¿Qué puedo hacer para mejorar o prevenir el dolor lumbar?

¿Qué puedo hacer para mejorar o prevenir el dolor lumbar?

Si sufres o has sufrido dolor lumbar, te damos herramientas para que puedas mejorar todo tipo de dolores relacionados con la zona lumbar, incluidos los más comunes, como ciática o falsa ciática, lumbalgia o mejorar la recuperación con el preoperatorio y postoperatorio de cirugías como las hernias.

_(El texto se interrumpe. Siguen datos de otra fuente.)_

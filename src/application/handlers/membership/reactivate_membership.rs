//! ReactivateMembershipHandler - Command handler for bringing back a member who left.

use std::sync::Arc;

use chrono::NaiveDate;
use tracing::{info, warn};

use crate::application::seating::SeatCoordinator;
use crate::domain::foundation::{MembershipId, SeatNumber};
use crate::domain::membership::{Membership, MembershipError};
use crate::ports::{Clock, MembershipStore, SettingsStore};

use super::{claim_seat, priced_slot};

/// Command to reactivate a membership.
#[derive(Debug, Clone)]
pub struct ReactivateMembershipCommand {
    pub membership_id: MembershipId,
    pub seat_number: u32,
    /// Keeps the previous slot when `None`.
    pub slot: Option<String>,
    /// New cycle anchor; defaults to the hall's local date.
    pub registration_date: Option<NaiveDate>,
}

#[derive(Debug, Clone)]
pub struct ReactivateMembershipResult {
    pub membership: Membership,
}

/// Handler for reactivation.
///
/// The member starts over: a fresh anchor, fee due immediately, and an
/// empty payment ledger.
pub struct ReactivateMembershipHandler {
    memberships: Arc<dyn MembershipStore>,
    settings: Arc<dyn SettingsStore>,
    seating: Arc<SeatCoordinator>,
    clock: Arc<dyn Clock>,
    utc_offset_minutes: i32,
}

impl ReactivateMembershipHandler {
    pub fn new(
        memberships: Arc<dyn MembershipStore>,
        settings: Arc<dyn SettingsStore>,
        seating: Arc<SeatCoordinator>,
        clock: Arc<dyn Clock>,
    ) -> Self {
        Self {
            memberships,
            settings,
            seating,
            clock,
            utc_offset_minutes: 0,
        }
    }

    /// Take default dates from the hall's local calendar.
    pub fn with_utc_offset_minutes(mut self, minutes: i32) -> Self {
        self.utc_offset_minutes = minutes;
        self
    }

    pub async fn handle(
        &self,
        cmd: ReactivateMembershipCommand,
    ) -> Result<ReactivateMembershipResult, MembershipError> {
        let mut membership = self
            .memberships
            .get(&cmd.membership_id)
            .await?
            .ok_or(MembershipError::not_found(cmd.membership_id))?;

        if membership.is_active() {
            return Err(MembershipError::invalid_state("active", "reactivate"));
        }

        let settings = self.settings.load().await?;
        let seat = SeatNumber::new(cmd.seat_number)?;
        let slot = priced_slot(&settings, cmd.slot.unwrap_or_else(|| membership.slot.to_string()))?;
        let registration_date = cmd
            .registration_date
            .unwrap_or_else(|| self.clock.now().date_at_offset(self.utc_offset_minutes));

        claim_seat(&self.seating, seat, membership.id, &slot).await?;

        membership.reactivate(seat, slot, registration_date)?;
        if let Err(err) = self.memberships.update(&membership).await {
            if let Err(undo) = self.seating.release(seat, membership.id).await {
                warn!(membership_id = %membership.id, seat = %seat, error = %undo, "Failed to undo seat claim");
            }
            return Err(err.into());
        }

        info!(
            membership_id = %membership.id,
            seat = %seat,
            registration_date = %registration_date,
            "Membership reactivated"
        );
        Ok(ReactivateMembershipResult { membership })
    }
}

Debido al estilo de vida actual pasamos mucho tiempo sentados, de pie parados o tumbados, es decir, en “posiciones inactivas”, sobre todo en cuanto a la zona lumbar o del core se refiere. Estás posiciones mantenidas en el tiempo, provocan atrofia muscular y con ello, pérdida de fuerza y pérdida de movilidad.

¿Qué significa esto?

Que debes moverte, evitar este tipo de posturas ya será una ayuda. Como trabajo o tratamiento específico, dependiendo del caso se debe realizar más un trabajo u otro, ya que una persona en un episodio agudo puede sentir dolor al incorporarse o simplemente al respirar, y otra, al realiza determinados movimientos de mayor intensidad, como levantarse o incorporarse es cuando siente dolor o calambre. En un inicio o para este tipo de casos más complejos se debe priorizar:

  • Trabajo de respiración: nos ayuda a que la musculatura profunda actúe correctamente y podamos expandir toda la caja torácica y zona baja de la espalda. Dependiendo de la causa, este tipo de ejercicios puede provocar alivio y disminuir el dolor.
  • Movilidad de cadera: ha sido estudiada en diferentes investigaciones científicas y en ellas se ha visto relación entre el dolor lumbar y pérdida de rango de movimiento en extensión y, sobre todo, en rotación interna de cadera. En este vídeo te dejamos algunas ideas de ejercicios para ponerlo en práctica.
  • Entrenamiento del core (zona abdominal), también ha sido protagonista en diferentes estudios. A corto plazo parece tener muy buenos resultados, ya que son ejercicios más controlables y específicos de la zona afectada.
mejor o prevenir dolor lumbar

A pesar de ser estos 3 puntos los que consideramos más importantes para iniciarte o si estás con dolor, también se debe de realizar otro tipo de ejercicios a nivel global. Destacando el entrenamiento de fuerza, podemos añadir algunas recomendaciones más:

  • Entrenamiento de fuerza: se ha demostrado en diferentes estudios mejores resultados para el dolor lumbar a largo plazo que los ejercicios específicos de core. Si quieres saber más sobre esto te puede interesar el artículo «Beneficios e importancia del entrenamiento de fuerza«.
  • Educación postural: la mejora de la postura de toda la columna, no solo de la zona lumbosacra, en posiciones estáticas y en movimiento. Hay que tener en cuenta que las emociones influyen en el control postural pudiéndonos modificar la postura estática, la forma de caminar, cómo procesamos el dolor, la motivación, etc. Por eso está ambos conceptos están íntimamente relacionados como podemos ver en el artículo «¿Cómo la represión emocional se traslada al cuerpo?«.
  • Entrenamiento de pies: está relacionado con la postura y, con ello, con la respiración. Por lo que vamos a trabajar desde la parte del cuerpo que conectamos con el suelo, hasta la columna vertebral. Tener juanetes o no absorber el impacto al andar, correr, saltar, etc. puede provocar dolor o problemas de espalda.
  • Nutrición: nos puede ayudar a mantener un estado saludable de la zona lumbar. A través de una correcta alimentación, vamos a mantener un porcentaje de grasa corporal bajo, menos grasa abdominal. La grasa abdominal provoca más peso en la parte anterior, lo que puede aumentar la curva lumbar y/o más trabajo en la espalda. También puede ser útil para controlar el estado inflamatorio, mejorar la recuperación de una lesión o mantener la fuerza. Para más información visita el artículo «Claves para ganar masa muscular«.

Como conclusión, incluye ejercicios de respiración, de movilidad de cadera y core, con el objetivo de hacer ejercicios de fuerza más globales cuando sea posible. Si a esto le añades un estilo de vida saludable, en cuanto alimentación y evitas “posiciones inactivas” prolongadas, es posible decir adiós al dolor.